• **Task brief**: All lines in the data that hold the word "derive" need copying.

Records drawn from a dataset:
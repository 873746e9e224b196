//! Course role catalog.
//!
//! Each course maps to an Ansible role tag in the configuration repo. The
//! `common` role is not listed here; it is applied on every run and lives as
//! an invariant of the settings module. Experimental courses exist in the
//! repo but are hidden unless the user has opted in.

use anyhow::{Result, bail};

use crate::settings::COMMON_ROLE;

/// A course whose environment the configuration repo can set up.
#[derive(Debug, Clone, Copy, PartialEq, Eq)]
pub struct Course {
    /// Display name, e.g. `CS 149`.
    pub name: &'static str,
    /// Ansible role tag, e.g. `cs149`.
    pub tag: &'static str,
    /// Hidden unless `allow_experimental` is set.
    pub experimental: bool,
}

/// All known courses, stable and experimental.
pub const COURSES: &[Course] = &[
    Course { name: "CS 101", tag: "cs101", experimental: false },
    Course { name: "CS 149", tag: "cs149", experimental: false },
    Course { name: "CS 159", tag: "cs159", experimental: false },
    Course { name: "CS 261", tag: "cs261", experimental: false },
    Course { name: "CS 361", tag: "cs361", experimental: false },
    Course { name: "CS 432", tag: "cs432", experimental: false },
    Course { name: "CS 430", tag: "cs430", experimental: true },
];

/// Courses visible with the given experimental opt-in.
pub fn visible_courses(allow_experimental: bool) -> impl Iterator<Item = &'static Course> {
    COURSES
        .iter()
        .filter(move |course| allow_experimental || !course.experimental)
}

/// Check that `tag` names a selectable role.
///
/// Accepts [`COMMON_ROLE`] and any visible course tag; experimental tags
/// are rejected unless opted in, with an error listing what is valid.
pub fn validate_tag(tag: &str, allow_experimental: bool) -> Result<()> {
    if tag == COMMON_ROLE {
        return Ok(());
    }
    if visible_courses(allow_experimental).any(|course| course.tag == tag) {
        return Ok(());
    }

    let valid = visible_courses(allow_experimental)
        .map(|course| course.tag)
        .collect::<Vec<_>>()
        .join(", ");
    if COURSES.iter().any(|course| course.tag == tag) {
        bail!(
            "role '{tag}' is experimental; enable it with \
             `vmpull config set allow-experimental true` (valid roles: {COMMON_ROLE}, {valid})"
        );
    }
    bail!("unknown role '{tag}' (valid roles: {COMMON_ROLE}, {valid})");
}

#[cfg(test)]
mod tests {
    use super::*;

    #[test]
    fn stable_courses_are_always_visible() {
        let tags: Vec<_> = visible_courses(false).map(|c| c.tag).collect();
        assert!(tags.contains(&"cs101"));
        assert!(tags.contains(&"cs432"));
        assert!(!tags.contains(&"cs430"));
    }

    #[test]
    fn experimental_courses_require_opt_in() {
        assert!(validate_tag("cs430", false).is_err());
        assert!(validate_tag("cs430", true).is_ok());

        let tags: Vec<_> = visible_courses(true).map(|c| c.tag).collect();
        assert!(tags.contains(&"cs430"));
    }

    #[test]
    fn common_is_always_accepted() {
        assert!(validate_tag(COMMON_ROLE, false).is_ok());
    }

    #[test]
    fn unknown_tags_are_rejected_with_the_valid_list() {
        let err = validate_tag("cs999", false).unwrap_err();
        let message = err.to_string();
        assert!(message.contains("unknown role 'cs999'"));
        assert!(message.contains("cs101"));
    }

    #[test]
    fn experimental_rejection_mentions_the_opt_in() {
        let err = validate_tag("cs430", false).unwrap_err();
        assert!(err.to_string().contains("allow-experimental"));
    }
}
==
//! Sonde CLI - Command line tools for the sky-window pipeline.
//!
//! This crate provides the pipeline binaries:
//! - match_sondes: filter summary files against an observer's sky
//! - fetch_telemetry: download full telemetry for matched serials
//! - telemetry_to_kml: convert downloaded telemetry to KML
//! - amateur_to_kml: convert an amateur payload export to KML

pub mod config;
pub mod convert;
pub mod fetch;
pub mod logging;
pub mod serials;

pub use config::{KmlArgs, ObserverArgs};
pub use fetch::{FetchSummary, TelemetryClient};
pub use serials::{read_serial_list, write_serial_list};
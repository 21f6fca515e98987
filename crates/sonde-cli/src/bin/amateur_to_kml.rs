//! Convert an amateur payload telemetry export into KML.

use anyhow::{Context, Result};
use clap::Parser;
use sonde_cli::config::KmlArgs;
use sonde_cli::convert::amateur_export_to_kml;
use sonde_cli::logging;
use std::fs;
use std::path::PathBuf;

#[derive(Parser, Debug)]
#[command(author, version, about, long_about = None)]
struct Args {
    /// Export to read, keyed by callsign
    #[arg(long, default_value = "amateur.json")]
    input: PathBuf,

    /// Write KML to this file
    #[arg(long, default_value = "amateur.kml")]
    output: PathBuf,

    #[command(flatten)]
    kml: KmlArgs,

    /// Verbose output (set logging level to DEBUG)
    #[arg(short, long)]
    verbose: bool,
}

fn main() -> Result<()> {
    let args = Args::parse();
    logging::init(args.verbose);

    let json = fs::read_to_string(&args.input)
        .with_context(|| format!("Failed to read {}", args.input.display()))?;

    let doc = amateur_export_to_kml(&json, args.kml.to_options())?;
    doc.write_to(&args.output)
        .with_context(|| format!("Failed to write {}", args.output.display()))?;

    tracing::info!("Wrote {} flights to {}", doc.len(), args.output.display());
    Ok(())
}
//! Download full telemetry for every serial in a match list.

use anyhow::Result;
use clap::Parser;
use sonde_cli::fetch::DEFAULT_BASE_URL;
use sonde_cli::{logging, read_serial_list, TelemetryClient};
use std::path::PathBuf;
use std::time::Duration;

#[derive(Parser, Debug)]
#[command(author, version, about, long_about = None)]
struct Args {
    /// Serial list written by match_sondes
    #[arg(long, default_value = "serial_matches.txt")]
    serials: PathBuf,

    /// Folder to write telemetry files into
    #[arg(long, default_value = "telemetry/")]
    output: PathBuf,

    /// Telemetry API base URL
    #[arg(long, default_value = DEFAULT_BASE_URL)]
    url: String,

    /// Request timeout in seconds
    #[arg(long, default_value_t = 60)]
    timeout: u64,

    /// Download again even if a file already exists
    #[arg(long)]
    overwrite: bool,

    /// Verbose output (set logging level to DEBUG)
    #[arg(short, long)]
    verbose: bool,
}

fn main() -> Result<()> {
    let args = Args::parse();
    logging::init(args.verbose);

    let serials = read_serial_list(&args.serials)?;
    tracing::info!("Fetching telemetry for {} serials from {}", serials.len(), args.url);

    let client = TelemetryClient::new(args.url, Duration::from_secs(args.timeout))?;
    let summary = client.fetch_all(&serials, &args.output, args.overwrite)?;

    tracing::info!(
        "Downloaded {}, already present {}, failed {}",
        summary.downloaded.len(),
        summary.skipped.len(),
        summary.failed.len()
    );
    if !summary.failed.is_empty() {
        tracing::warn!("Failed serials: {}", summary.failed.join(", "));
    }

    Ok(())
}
==
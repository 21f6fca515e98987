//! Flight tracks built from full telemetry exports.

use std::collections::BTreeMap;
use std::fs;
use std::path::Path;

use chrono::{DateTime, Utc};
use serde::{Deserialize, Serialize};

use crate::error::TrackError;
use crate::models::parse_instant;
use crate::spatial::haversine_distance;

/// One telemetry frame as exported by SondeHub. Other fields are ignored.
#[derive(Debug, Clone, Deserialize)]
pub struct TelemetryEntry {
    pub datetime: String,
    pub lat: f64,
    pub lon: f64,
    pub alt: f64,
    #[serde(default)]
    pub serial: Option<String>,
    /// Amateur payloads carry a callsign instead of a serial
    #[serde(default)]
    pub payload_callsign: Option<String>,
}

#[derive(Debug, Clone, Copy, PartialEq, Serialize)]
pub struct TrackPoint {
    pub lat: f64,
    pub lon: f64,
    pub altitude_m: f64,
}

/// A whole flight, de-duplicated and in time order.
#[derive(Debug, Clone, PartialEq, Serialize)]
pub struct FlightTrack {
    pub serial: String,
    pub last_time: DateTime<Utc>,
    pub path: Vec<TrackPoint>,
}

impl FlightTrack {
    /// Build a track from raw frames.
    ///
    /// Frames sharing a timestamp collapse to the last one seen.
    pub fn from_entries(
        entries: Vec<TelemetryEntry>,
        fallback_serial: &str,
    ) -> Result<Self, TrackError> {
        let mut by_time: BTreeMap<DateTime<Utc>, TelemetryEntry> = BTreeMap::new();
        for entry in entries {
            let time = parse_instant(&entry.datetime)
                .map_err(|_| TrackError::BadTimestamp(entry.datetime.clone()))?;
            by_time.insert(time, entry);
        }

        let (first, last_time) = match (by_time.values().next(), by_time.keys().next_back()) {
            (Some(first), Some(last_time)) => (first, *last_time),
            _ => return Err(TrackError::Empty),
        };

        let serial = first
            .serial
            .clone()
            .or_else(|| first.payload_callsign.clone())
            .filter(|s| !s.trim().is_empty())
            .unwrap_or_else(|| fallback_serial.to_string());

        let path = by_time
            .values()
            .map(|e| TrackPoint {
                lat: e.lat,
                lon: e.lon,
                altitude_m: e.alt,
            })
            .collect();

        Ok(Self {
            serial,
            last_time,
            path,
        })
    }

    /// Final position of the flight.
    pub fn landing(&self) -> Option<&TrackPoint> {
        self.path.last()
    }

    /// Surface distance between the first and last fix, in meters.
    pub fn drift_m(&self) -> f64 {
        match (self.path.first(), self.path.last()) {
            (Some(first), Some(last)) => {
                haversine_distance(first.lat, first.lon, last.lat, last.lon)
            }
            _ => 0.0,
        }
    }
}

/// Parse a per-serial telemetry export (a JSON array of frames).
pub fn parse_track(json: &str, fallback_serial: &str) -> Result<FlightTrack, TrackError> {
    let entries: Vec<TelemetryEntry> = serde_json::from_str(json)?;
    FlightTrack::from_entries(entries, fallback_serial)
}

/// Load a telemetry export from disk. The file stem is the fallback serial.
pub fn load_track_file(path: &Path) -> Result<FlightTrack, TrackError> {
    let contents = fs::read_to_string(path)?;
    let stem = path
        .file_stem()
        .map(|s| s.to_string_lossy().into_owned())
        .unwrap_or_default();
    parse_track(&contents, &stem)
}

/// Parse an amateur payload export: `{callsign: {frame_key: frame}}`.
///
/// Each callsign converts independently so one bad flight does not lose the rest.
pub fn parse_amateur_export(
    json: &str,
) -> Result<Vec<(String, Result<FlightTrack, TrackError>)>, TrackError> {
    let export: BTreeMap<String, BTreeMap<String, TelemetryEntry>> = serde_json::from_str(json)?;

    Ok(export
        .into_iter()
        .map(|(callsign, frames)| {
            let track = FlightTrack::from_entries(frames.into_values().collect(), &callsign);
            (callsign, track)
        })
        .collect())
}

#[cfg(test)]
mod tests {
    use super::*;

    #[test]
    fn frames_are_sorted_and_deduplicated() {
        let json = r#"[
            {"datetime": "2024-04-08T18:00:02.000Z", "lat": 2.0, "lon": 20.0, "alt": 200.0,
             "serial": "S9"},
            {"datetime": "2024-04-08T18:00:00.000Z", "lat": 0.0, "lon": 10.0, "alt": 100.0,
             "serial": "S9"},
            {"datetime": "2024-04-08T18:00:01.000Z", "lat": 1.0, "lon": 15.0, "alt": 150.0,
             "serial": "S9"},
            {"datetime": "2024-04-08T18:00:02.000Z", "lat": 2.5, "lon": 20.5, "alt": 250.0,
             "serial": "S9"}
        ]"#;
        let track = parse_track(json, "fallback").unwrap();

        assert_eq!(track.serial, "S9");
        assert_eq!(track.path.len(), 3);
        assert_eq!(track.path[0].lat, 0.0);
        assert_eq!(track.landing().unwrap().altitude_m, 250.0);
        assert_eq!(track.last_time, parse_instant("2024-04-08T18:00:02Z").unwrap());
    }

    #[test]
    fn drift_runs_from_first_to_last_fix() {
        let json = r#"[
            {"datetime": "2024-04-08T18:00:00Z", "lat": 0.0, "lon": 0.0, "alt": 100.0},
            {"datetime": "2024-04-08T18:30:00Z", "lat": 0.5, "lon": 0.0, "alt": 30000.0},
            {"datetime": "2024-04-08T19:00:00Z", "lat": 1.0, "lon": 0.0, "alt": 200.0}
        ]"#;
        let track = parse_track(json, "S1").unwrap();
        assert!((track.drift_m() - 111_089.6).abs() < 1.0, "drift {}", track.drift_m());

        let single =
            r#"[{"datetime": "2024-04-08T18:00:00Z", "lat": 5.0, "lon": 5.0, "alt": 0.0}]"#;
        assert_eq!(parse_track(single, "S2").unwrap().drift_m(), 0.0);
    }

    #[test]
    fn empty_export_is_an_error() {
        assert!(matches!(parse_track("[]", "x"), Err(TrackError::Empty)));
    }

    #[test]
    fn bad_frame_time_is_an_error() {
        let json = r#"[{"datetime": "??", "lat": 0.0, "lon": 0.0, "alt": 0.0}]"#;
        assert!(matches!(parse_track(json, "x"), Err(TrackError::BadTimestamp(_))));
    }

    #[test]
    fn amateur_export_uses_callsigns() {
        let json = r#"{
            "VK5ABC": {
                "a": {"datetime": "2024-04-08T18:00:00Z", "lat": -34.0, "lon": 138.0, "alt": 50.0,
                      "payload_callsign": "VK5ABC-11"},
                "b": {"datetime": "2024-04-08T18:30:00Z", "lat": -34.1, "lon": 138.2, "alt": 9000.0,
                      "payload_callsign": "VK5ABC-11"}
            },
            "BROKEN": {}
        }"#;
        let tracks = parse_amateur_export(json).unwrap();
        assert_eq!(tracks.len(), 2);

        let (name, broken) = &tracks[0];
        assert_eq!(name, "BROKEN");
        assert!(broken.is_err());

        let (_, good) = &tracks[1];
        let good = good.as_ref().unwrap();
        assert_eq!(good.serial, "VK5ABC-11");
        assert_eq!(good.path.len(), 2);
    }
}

• **Solution to this problem**:
#[derive(Debug, Clone, Copy, PartialEq, Eq)]
#[derive(Parser, Debug)]
#[derive(Parser, Debug)]
#[derive(Debug, Clone, Deserialize)]
#[derive(Debug, Clone, Copy, PartialEq, Serialize)]
#[derive(Debug, Clone, PartialEq, Serialize)]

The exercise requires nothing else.